#### WORK TO BE COMPLETED:
Range to output from the entries below: the line containing "task's eventual outcome." through the line containing "tx.send(Ok::<_, TaskError>(5)).ok();". Set it down exactly, ends included, nothing else.
--- INPUT DATA Enclosed Below ---
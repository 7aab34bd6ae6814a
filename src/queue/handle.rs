//! Caller-facing handle for a submitted task's eventual outcome.

use std::future::Future;
use std::pin::Pin;
use std::task::{Context, Poll};

use tokio::sync::oneshot;

use crate::error::TaskError;

/// The eventual outcome of one queue submission.
///
/// Settles exactly once with the task's success value or failure,
/// independent of any other submitted task. Await it directly:
///
/// ```
/// use taskgate::{TaskError, TaskQueue};
///
/// #[tokio::main(flavor = "current_thread")]
/// async fn main() {
///     let queue = TaskQueue::new(2);
///     let handle = queue.submit(|| async { Ok::<_, TaskError>(21 * 2) });
///     assert_eq!(handle.await.unwrap(), 42);
/// }
/// ```
///
/// Dropping the handle does not affect the task: the queue runs it to
/// completion either way and simply discards the undeliverable outcome.
/// If the reply slot is dropped before the task settles (e.g., the
/// runtime shut down underneath the queue), the handle resolves to
/// [`TaskError::Abandoned`].
#[must_use = "a task handle settles with the task's outcome and should be awaited"]
#[derive(Debug)]
pub struct TaskHandle<T> {
    rx: oneshot::Receiver<Result<T, TaskError>>,
}

impl<T> TaskHandle<T> {
    pub(crate) fn new(rx: oneshot::Receiver<Result<T, TaskError>>) -> Self {
        Self { rx }
    }
}

impl<T> Future for TaskHandle<T> {
    type Output = Result<T, TaskError>;

    fn poll(mut self: Pin<&mut Self>, cx: &mut Context<'_>) -> Poll<Self::Output> {
        Pin::new(&mut self.rx).poll(cx).map(|res| match res {
            Ok(outcome) => outcome,
            Err(_closed) => Err(TaskError::Abandoned),
        })
    }
}

#[cfg(test)]
mod tests {
    use super::*;

    #[tokio::test]
    async fn resolves_with_sent_outcome() {
        let (tx, rx) = oneshot::channel();
        let handle = TaskHandle::new(rx);
        tx.send(Ok::<_, TaskError>(5)).ok();
        assert_eq!(handle.await.unwrap(), 5);
    }

    #[tokio::test]
    async fn dropped_sender_means_abandoned() {
        let (tx, rx) = oneshot::channel::<Result<u8, TaskError>>();
        let handle = TaskHandle::new(rx);
        drop(tx);
        assert!(matches!(handle.await, Err(TaskError::Abandoned)));
    }
}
--- End of Enclosed INPUT DATA ---
#### ANSWER FOR THIS EXERCISE:
//! Caller-facing handle for a submitted task's eventual outcome.

use std::future::Future;
use std::pin::Pin;
use std::task::{Context, Poll};

use tokio::sync::oneshot;

use crate::error::TaskError;

/// The eventual outcome of one queue submission.
///
/// Settles exactly once with the task's success value or failure,
/// independent of any other submitted task. Await it directly:
///
/// ```
/// use taskgate::{TaskError, TaskQueue};
///
/// #[tokio::main(flavor = "current_thread")]
/// async fn main() {
///     let queue = TaskQueue::new(2);
///     let handle = queue.submit(|| async { Ok::<_, TaskError>(21 * 2) });
///     assert_eq!(handle.await.unwrap(), 42);
/// }
/// ```
///
/// Dropping the handle does not affect the task: the queue runs it to
/// completion either way and simply discards the undeliverable outcome.
/// If the reply slot is dropped before the task settles (e.g., the
/// runtime shut down underneath the queue), the handle resolves to
/// [`TaskError::Abandoned`].
#[must_use = "a task handle settles with the task's outcome and should be awaited"]
#[derive(Debug)]
pub struct TaskHandle<T> {
    rx: oneshot::Receiver<Result<T, TaskError>>,
}

impl<T> TaskHandle<T> {
    pub(crate) fn new(rx: oneshot::Receiver<Result<T, TaskError>>) -> Self {
        Self { rx }
    }
}

impl<T> Future for TaskHandle<T> {
    type Output = Result<T, TaskError>;

    fn poll(mut self: Pin<&mut Self>, cx: &mut Context<'_>) -> Poll<Self::Output> {
        Pin::new(&mut self.rx).poll(cx).map(|res| match res {
            Ok(outcome) => outcome,
            Err(_closed) => Err(TaskError::Abandoned),
        })
    }
}

#[cfg(test)]
mod tests {
    use super::*;

    #[tokio::test]
    async fn resolves_with_sent_outcome() {
        let (tx, rx) = oneshot::channel();
        let handle = TaskHandle::new(rx);
        tx.send(Ok::<_, TaskError>(5)).ok();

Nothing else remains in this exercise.